Material for this task section start

// src/github/load.rs
// =============================================================================
// Failure policies applied on top of the raw client.
//
// Each page of the explorer tolerates a different kind of failure:
// - profile:      missing profile -> None ("nothing to show yet")
// - repositories: failed list     -> empty list (account looks empty)
// - listing:      failed listing  -> empty directory
//
// All three log a warning so the failure is still visible with RUST_LOG.
// Per-repository language failures are handled in languages/aggregate.rs.
// =============================================================================

use tracing::warn;

use super::client::GithubApi;
use super::types::{Contents, DirectoryEntry, RepoSummary, UserProfile};

/// Profile of the configured account, or None if it could not be fetched.
pub async fn load_profile(api: &(impl GithubApi + ?Sized)) -> Option<UserProfile> {
    match api.fetch_user().await {
        Ok(profile) => Some(profile),
        Err(e) => {
            warn!(user = api.username(), status = ?e.status(), error = %e, "Could not fetch user profile");
            None
        }
    }
}

/// Repositories of the configured account; empty if the fetch failed.
pub async fn load_repositories(api: &(impl GithubApi + ?Sized)) -> Vec<RepoSummary> {
    match api.fetch_repositories().await {
        Ok(repos) => repos,
        Err(e) => {
            warn!(user = api.username(), status = ?e.status(), error = %e, "Could not fetch repositories");
            Vec::new()
        }
    }
}

/// Children of `path` inside `repo`; empty on any failure.
///
/// An error and a genuinely empty directory look the same to the caller.
pub async fn list_directory(
    api: &(impl GithubApi + ?Sized),
    repo: &str,
    path: &str,
) -> Vec<DirectoryEntry> {
    match api.fetch_contents(repo, path).await {
        Ok(Contents::Directory(entries)) => entries,
        Ok(Contents::File(blob)) => {
            warn!(repo, path, kind = %blob.kind, "Expected a directory listing, got a single object");
            Vec::new()
        }
        Err(e) => {
            warn!(repo, path, status = ?e.status(), error = %e, "Could not list directory");
            Vec::new()
        }
    }
}
// src/languages/mod.rs
// =============================================================================
// Account-wide language statistics.
//
// Submodules:
// - tally:     LanguageTally, an insertion-ordered byte counter
// - aggregate: fetches every repository's languages and sums them
// =============================================================================

mod aggregate;
mod tally;

pub use aggregate::aggregate_languages;
pub use tally::{LanguageShare, LanguageTally};
// src/repos.rs
// =============================================================================
// Ordering and filtering of the repository grid.
//
// Repositories are shown most-starred first, and the list can be narrowed
// to repositories that have stars or forks at all.
// =============================================================================

use clap::ValueEnum;

use crate::github::RepoSummary;

#[derive(Debug, Clone, Copy, PartialEq, Eq, Default, ValueEnum)]
pub enum RepoFilter {
    /// Every repository
    #[default]
    All,
    /// Only repositories with at least one star
    Stars,
    /// Only repositories that have been forked
    Forks,
}

impl RepoFilter {
    pub fn matches(self, repo: &RepoSummary) -> bool {
        match self {
            RepoFilter::All => true,
            RepoFilter::Stars => repo.stargazers_count > 0,
            RepoFilter::Forks => repo.forks_count > 0,
        }
    }
}

/// Sorts by stars, descending. Equal counts keep their original order.
pub fn sort_by_stars(repos: &mut [RepoSummary]) {
    repos.sort_by(|a, b| b.stargazers_count.cmp(&a.stargazers_count));
}

/// Sorted and filtered copy, ready for display
pub fn select(repos: &[RepoSummary], filter: RepoFilter) -> Vec<RepoSummary> {
    let mut selected: Vec<_> = repos
        .iter()
        .filter(|repo| filter.matches(repo))
        .cloned()
        .collect();
    sort_by_stars(&mut selected);
    selected
}

#[cfg(test)]
mod tests {
    use super::*;
    use crate::github::fake::repo;

    fn names(repos: &[RepoSummary]) -> Vec<&str> {
        repos.iter().map(|r| r.name.as_str()).collect()
    }

    #[test]
    fn test_sort_by_stars_descending() {
        let mut repos = vec![repo(1, "x", 5, 0), repo(2, "y", 10, 0)];
        sort_by_stars(&mut repos);
        assert_eq!(names(&repos), vec!["y", "x"]);
    }

    #[test]
    fn test_ties_keep_order() {
        let mut repos = vec![repo(1, "a", 1, 0), repo(2, "b", 3, 0), repo(3, "c", 1, 0)];
        sort_by_stars(&mut repos);
        assert_eq!(names(&repos), vec!["b", "a", "c"]);
    }

    #[test]
    fn test_filters() {
        let repos = vec![
            repo(1, "plain", 0, 0),
            repo(2, "starred", 4, 0),
            repo(3, "forked", 0, 2),
            repo(4, "both", 1, 1),
        ];
        assert_eq!(select(&repos, RepoFilter::All).len(), 4);
        assert_eq!(names(&select(&repos, RepoFilter::Stars)), vec!["starred", "both"]);
        assert_eq!(names(&select(&repos, RepoFilter::Forks)), vec!["forked", "both"]);
    }
}
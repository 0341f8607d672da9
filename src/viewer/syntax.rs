// src/viewer/syntax.rs
// Maps file extensions to syntax-highlighting language names.

/// Highlighter language for an extension; "plaintext" when unknown.
pub fn language_for_extension(extension: &str) -> &'static str {
    match extension.to_ascii_lowercase().as_str() {
        "js" | "jsx" => "javascript",
        "ts" | "tsx" => "typescript",
        "py" => "python",
        "java" => "java",
        "c" => "c",
        "cpp" => "cpp",
        "html" => "html",
        "css" => "css",
        "json" => "json",
        "md" => "markdown",
        "sh" => "bash",
        "yml" | "yaml" => "yaml",
        "go" => "go",
        "rs" => "rust",
        "php" => "php",
        "rb" => "ruby",
        "cs" => "csharp",
        "sql" => "sql",
        _ => "plaintext",
    }
}
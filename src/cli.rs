// src/cli.rs
// =============================================================================
// This file defines our command-line interface using the `clap` crate.
//
// Global options pick the account and the log level; each subcommand is
// one "page" of the explorer:
//   profile   -> the profile card
//   repos     -> the repository grid
//   languages -> the language chart
//   ls / view -> one directory / one file
//   browse    -> interactive directory browser
// =============================================================================

use clap::{Parser, Subcommand};

use crate::repos::RepoFilter;

#[derive(Parser, Debug)]
#[command(
    name = "gh-explorer",
    version,
    about = "Explore a GitHub account's repositories, languages and files",
    long_about = "gh-explorer browses one GitHub account through the REST API: its profile, \
                  repositories, an account-wide language breakdown, directory trees and \
                  file contents. Set GITHUB_TOKEN to authenticate requests."
)]
pub struct Cli {
    /// Account to explore (overrides GH_EXPLORER_USERNAME)
    #[arg(long, global = true)]
    pub user: Option<String>,

    /// Log every request (same as RUST_LOG=debug)
    #[arg(short, long, global = true)]
    pub verbose: bool,

    #[command(subcommand)]
    pub command: Commands,
}

#[derive(Subcommand, Debug)]
pub enum Commands {
    /// Show the account's profile
    Profile {
        /// Output JSON instead of text
        #[arg(long)]
        json: bool,
    },

    /// List repositories, most starred first
    ///
    /// Example: gh-explorer repos --filter stars
    Repos {
        /// Which repositories to show
        #[arg(long, value_enum, default_value_t = RepoFilter::All)]
        filter: RepoFilter,

        #[arg(long)]
        json: bool,
    },

    /// Total bytes of code per language across every repository
    Languages {
        /// Only show the N largest languages
        #[arg(long)]
        top: Option<usize>,

        #[arg(long)]
        json: bool,
    },

    /// List one directory of a repository
    ///
    /// Example: gh-explorer ls my-repo --path src
    Ls {
        repo: String,

        /// Directory inside the repository (default: root)
        #[arg(long, default_value = "")]
        path: String,

        #[arg(long)]
        json: bool,
    },

    /// Print a file with line numbers
    ///
    /// Example: gh-explorer view my-repo src/main.rs
    View {
        repo: String,

        /// File path inside the repository
        path: String,

        #[arg(long)]
        json: bool,
    },

    /// Browse a repository interactively (type `help` once inside)
    Browse {
        repo: String,

        /// Start from a shared browser link, e.g. http://localhost:5173/github/repo?path=src
        #[arg(long)]
        url: Option<String>,
    },
}
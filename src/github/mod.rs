// src/github/mod.rs
// =============================================================================
// This module talks to the GitHub REST API.
//
// Submodules:
// - types:  the JSON shapes we read (profile, repos, contents)
// - client: GithubApi trait + the reqwest-backed GithubClient
// - load:   degrade-to-empty policies for profile, repos and listings
// - fake:   in-memory GithubApi for tests
// =============================================================================

mod client;
mod load;
mod types;

#[cfg(test)]
pub mod fake;

pub use client::{GithubApi, GithubClient};
pub use load::{list_directory, load_profile, load_repositories};
pub use types::{Contents, DirectoryEntry, EntryKind, FileBlob, LanguageMap, RepoSummary, UserProfile};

Material for this task section end

Task to complete:
Write out exactly the final stretch of the listing above, beginning at the line that contains "of a repository" and ending at its last line, with nothing added.

Solution to this exercise:
    /// List one directory of a repository
    ///
    /// Example: gh-explorer ls my-repo --path src
    Ls {
        repo: String,

        /// Directory inside the repository (default: root)
        #[arg(long, default_value = "")]
        path: String,

        #[arg(long)]
        json: bool,
    },

    /// Print a file with line numbers
    ///
    /// Example: gh-explorer view my-repo src/main.rs
    View {
        repo: String,

        /// File path inside the repository
        path: String,

        #[arg(long)]
        json: bool,
    },

    /// Browse a repository interactively (type `help` once inside)
    Browse {
        repo: String,

        /// Start from a shared browser link, e.g. http://localhost:5173/github/repo?path=src
        #[arg(long)]
        url: Option<String>,
    },
}
filename src/github/mod.rs
// src/github/mod.rs
// =============================================================================
// This module talks to the GitHub REST API.
//
// Submodules:
// - types:  the JSON shapes we read (profile, repos, contents)
// - client: GithubApi trait + the reqwest-backed GithubClient
// - load:   degrade-to-empty policies for profile, repos and listings
// - fake:   in-memory GithubApi for tests
// =============================================================================

mod client;
mod load;
mod types;

#[cfg(test)]
pub mod fake;

pub use client::{GithubApi, GithubClient};
pub use load::{list_directory, load_profile, load_repositories};
pub use types::{Contents, DirectoryEntry, EntryKind, FileBlob, LanguageMap, RepoSummary, UserProfile};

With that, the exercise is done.